Scientists have discovered a new species of dinosaur in Mongolia`s Gobi Desert. Called Duonychus tsogtbaatari, the dinosaur has 2-foot-long clawed fingers on each hand, one fewer than its fellow Therizinosauria, writes NBC NEWS.
Duonychus, which means "two claws" in Greek, stood about 10 feet tall and weighed roughly 570 pounds and belonged to the group of dinosaurs called Therizinosaurs, which were characterized by an odd set of traits: huge claws believed to have been used to shear leaves off trees, leaf-shaped teeth, backward-facing hip bones and a long neck ending in a small head, and it was covered in down and quill-like feathers.

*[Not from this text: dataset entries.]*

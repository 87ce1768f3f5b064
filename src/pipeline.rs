//! Drives ingestion: read a batch, decode it, wait for the storage, write it.

use anyhow::{Context, Result};
use tokio::io::AsyncBufRead;
use tracing::{debug, error, info};

use crate::{
    buf::LineBatcher,
    config::Config,
    exposition, now_millis,
    storage::SeriesStorage,
    throttle::ThrottleGate,
    write::{write_all, IngestStats},
    Time,
};

#[derive(Debug, Clone, Copy, PartialEq, Eq)]
pub enum State {
    Starting,
    Running,
    Draining,
    Stopped,
}

#[derive(Debug)]
pub struct Pipeline<S> {
    storage: S,
    gate: ThrottleGate,
    buffer_size: usize,
    clock: fn() -> Time,
    state: State,
    stats: IngestStats,
}
impl<S> Pipeline<S>
where
    S: SeriesStorage,
{
    pub fn new(storage: S, buffer_size: usize, gate: ThrottleGate) -> Self {
        Self {
            storage,
            gate,
            buffer_size,
            clock: now_millis,
            state: State::Starting,
            stats: IngestStats::default(),
        }
    }
    pub fn from_config(storage: S, config: &Config) -> Self {
        let gate = ThrottleGate::new(config.max_throttle_wait);
        Self::new(storage, config.buffer_size, gate)
    }
    /// Replaces the source of the timestamp stamped on each batch.
    pub fn with_clock(mut self, clock: fn() -> Time) -> Self {
        self.clock = clock;
        self
    }

    pub fn state(&self) -> State {
        self.state
    }
    pub fn storage(&self) -> &S {
        &self.storage
    }
    pub fn into_storage(self) -> S {
        self.storage
    }

    /// Ingests `input` until it is exhausted.
    ///
    /// Fails if the storage cannot start or the input cannot be read. Once
    /// started, the storage is stopped exactly once; a failing stop is only
    /// logged.
    pub async fn run<R>(&mut self, input: R) -> Result<IngestStats>
    where
        R: AsyncBufRead + Unpin,
    {
        self.state = State::Starting;
        info!("starting the storage engine");
        self.storage
            .start()
            .await
            .context("opening series storage")?;

        self.state = State::Running;
        let ingested = self.ingest(input).await;

        self.state = State::Draining;
        let total = &self.stats.samples;
        info!(
            batches = self.stats.batches,
            decode_failures = self.stats.decode_failures,
            appended = total.appended,
            out_of_order = total.out_of_order,
            duplicates = total.duplicates,
            other_failures = total.other,
            "shutting down"
        );
        if let Err(e) = self.storage.stop().await {
            error!(error = %format!("{e:#}"), "error stopping storage");
        }
        self.state = State::Stopped;

        ingested?;
        Ok(self.stats)
    }

    async fn ingest<R>(&mut self, input: R) -> Result<()>
    where
        R: AsyncBufRead + Unpin,
    {
        let mut batcher = LineBatcher::new(input, self.buffer_size);
        while let Some(batch) = batcher.next_batch().await.context("reading input")? {
            self.stats.batches += 1;
            let timestamp = (self.clock)();
            let samples = match exposition::decode(&batch, timestamp) {
                Ok(samples) => samples,
                Err(e) => {
                    self.stats.decode_failures += 1;
                    error!(error = %e, bytes = batch.len(), "could not decode batch");
                    continue;
                }
            };

            self.gate.await_ready(&self.storage).await?;

            let tally = write_all(&mut self.storage, &samples);
            debug!(
                samples = tally.attempted,
                appended = tally.appended,
                out_of_order = tally.out_of_order,
                duplicates = tally.duplicates,
                other_failures = tally.other,
                "batch written"
            );
            self.stats.record(&tally);
        }
        Ok(())
    }
}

"It kind of blew my mind", the lead author of a study published Tuesday in the journal iScience, Yoshitsugu Kobayashi, an associate professor at the Hokkaido University Museum, told NBC News. "I felt this rush of excitement, like, `Wait… am I actually looking at something completely new here?`"
Therizinosaurs were already the “weirdest dinosaurs out there," Kobayashi said. "Duonychus takes that weirdness and pushes it further. It`s like evolution said, ‘Let’s try something different,` and just ran with it". Therizinosaurs lived in Asia and North America during the Cretaceous Period, 145 million to 66 million years ago. Despite having only two claws, Duonychus was an “effective grasper” that could reach branches or swaths of vegetation up to nearly 5 inches in diameter.
"Dinosaurs weren`t just stuck in one body plan - they were constantly experimenting, evolving, doing weird stuff", Kobayashi added, calling them "total oddballs".
Though Therizinosaurs were part of the theropod group, which included meat-eaters like Tyrannosaurus and Spinosaurus, Duonychus mainly ate leaves from large shrubs and trees.